For a merchant in the Middle Ages, his reputation was his most important property – it was the only indicator of quality available to customers. Therefore, the essential features of a trader back then were his trustworthiness and a good name. People of today’s digital society might initially assume this is a mere symptome of the lack of public information in the Middle Ages. Actually, reputation and trustworthiness are still fundamental qualities, economists, businessmen and managers have to offer. According to a Bertelsmann-Poll from 2016, consumers focus on three indicators when it comes to company trust: how employees are dealt with, how ethical rules are followed and how the organisation supports environmental and natural protection. The survey showed that respondents put more trust in family-owned businesses and medium and small companies than in large, publicly listed enterprises. Not without reason, companies today capitalise on sustainability and responsibility: The society a business is run in, is essential for its commercial success.

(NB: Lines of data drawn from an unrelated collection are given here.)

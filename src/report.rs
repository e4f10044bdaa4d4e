// src/report.rs

//! Rendering of the validation panel: status, errors, warnings, statistics.

use std::fmt;

use serde::Serialize;

use crate::errors::Result;
use crate::graph::PipelineGraph;
use crate::types::OutputFormat;
use crate::validate::{GraphStats, ValidationResult, Validator};

/// Everything the panel shows for one snapshot.
#[derive(Debug, Clone, PartialEq, Serialize)]
pub struct Report {
    pub validation: ValidationResult,
    pub stats: GraphStats,
    /// Node labels in dependency order; `None` when the graph has a cycle.
    #[serde(skip)]
    pub order: Option<Vec<String>>,
}

impl Report {
    pub fn build(graph: &PipelineGraph, validator: &Validator) -> Self {
        let stats = graph.statistics();

        // A cycle through an unknown id is invisible to the ordering, which
        // skips dangling edges, so gate on the statistics instead.
        let order = if stats.has_cycles {
            None
        } else {
            graph.topological_order().map(|ids| {
                ids.into_iter()
                    .filter_map(|id| graph.node(id).map(|n| n.label.clone()))
                    .collect()
            })
        };

        Self {
            validation: graph.validate_with(validator),
            stats,
            order,
        }
    }

    pub fn is_valid(&self) -> bool {
        self.validation.is_valid
    }

    pub fn render(&self, format: OutputFormat) -> Result<String> {
        match format {
            OutputFormat::Text => Ok(self.render_text()),
            OutputFormat::Json => Ok(serde_json::to_string_pretty(self)?),
        }
    }

    pub fn render_text(&self) -> String {
        self.to_string()
    }
}

impl fmt::Display for Report {
    fn fmt(&self, f: &mut fmt::Formatter<'_>) -> fmt::Result {
        let v = &self.validation;
        let s = &self.stats;

        writeln!(f, "{}", if v.is_valid { "Valid DAG" } else { "Invalid DAG" })?;
        writeln!(
            f,
            "Pipeline Status: {}",
            if v.is_valid { "Ready for execution" } else { "Contains errors" }
        )?;

        if !v.errors.is_empty() {
            f.write_str("\nErrors:\n")?;
            for e in &v.errors {
                writeln!(f, "  • {e}")?;
            }
        }

        if !v.warnings.is_empty() {
            f.write_str("\nWarnings:\n")?;
            for w in &v.warnings {
                writeln!(f, "  • {w}")?;
            }
        }

        f.write_str("\nStatistics:\n")?;
        writeln!(f, "  Nodes: {}", s.node_count)?;
        writeln!(f, "  Edges: {}", s.edge_count)?;
        writeln!(f, "  Connected: {}", yes_no(s.is_connected))?;
        writeln!(f, "  Has Cycles: {}", yes_no(s.has_cycles))?;

        if let Some(order) = self.order.as_ref().filter(|o| !o.is_empty()) {
            writeln!(f, "  Order: {}", order.join(" -> "))?;
        }

        Ok(())
    }
}

fn yes_no(b: bool) -> &'static str {
    if b { "Yes" } else { "No" }
}
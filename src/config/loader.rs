// src/config/loader.rs

use std::fs;
use std::path::{Path, PathBuf};

use tracing::debug;

use crate::config::model::{ConfigFile, RawConfigFile};
use crate::errors::Result;

/// Load a configuration file and return the raw, unchecked `RawConfigFile`.
///
/// This only performs TOML deserialization. Use [`load_and_validate`] for the
/// semantic checks.
pub fn load_from_path(path: impl AsRef<Path>) -> Result<RawConfigFile> {
    let path = path.as_ref();
    let contents = fs::read_to_string(path)?;

    let config: RawConfigFile = toml::from_str(&contents)?;

    Ok(config)
}

/// Load a configuration file from path and run validation.
pub fn load_and_validate(path: impl AsRef<Path>) -> Result<ConfigFile> {
    let raw_config = load_from_path(&path)?;
    let config = ConfigFile::try_from(raw_config)?;
    Ok(config)
}

/// Resolve the configuration the CLI should use.
///
/// - An explicit path must exist and be valid.
/// - Without one, [`default_config_path`] is used if present; otherwise the
///   built-in defaults apply.
pub fn resolve_config(explicit: Option<&Path>) -> Result<ConfigFile> {
    match explicit {
        Some(path) => load_and_validate(path),
        None => {
            let path = default_config_path();
            if path.is_file() {
                load_and_validate(&path)
            } else {
                debug!(path = %path.display(), "no config file; using defaults");
                Ok(ConfigFile::default())
            }
        }
    }
}

/// `Pipedag.toml` in the current working directory.
pub fn default_config_path() -> PathBuf {
    PathBuf::from("Pipedag.toml")
}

“Goodness is the only investment which never fails”. In the context of Corporate Social Responsibility (CSR), this quote by American poet and philosopher Henry David Thoreau is not uncommonly found in business presentations and the specialised press. CSR clearly finds its origins in the traditional european understanding of the honest merchant: taking responsibility for social, economical and ecological Issues.
With the social trend toward sustainability, consumer protection and organic products, the historical trading virtues of the honest merchant also came back into fashion. More than ever, companies strive to find the “golden mean” between success and responsibility. In the general public the honest merchant is often considered to be the counter model to the financial broker. Therefore the social discussion around honesty and entrepreneurial responsibility erupts especially in times of tax scandals, mass redundancies and insider trading. Socially committed businesses are clearly trending and sustainability seems to not only help the environment, but also support company growth and generate good publicity. The values of the honest merchant are an industry must-have: today, as they were back then.
In 1920, after he broke off his apprenticeship at a large Zurich-based bank, Willy Kündig found his real passion in grain trade. Quickly, he established a large customer base and gained some reputation in the industrie. His business operations not only served his commercial success, but also the interests of society. During the Second World War he was appointed advisor for the Department of Warfare Nutrition and enabled corn deliveries even through the battle lines in Eastern Europe. Today still, traditional trading virtues characterise our company: For almost 100 Years we ourselves are honest merchants.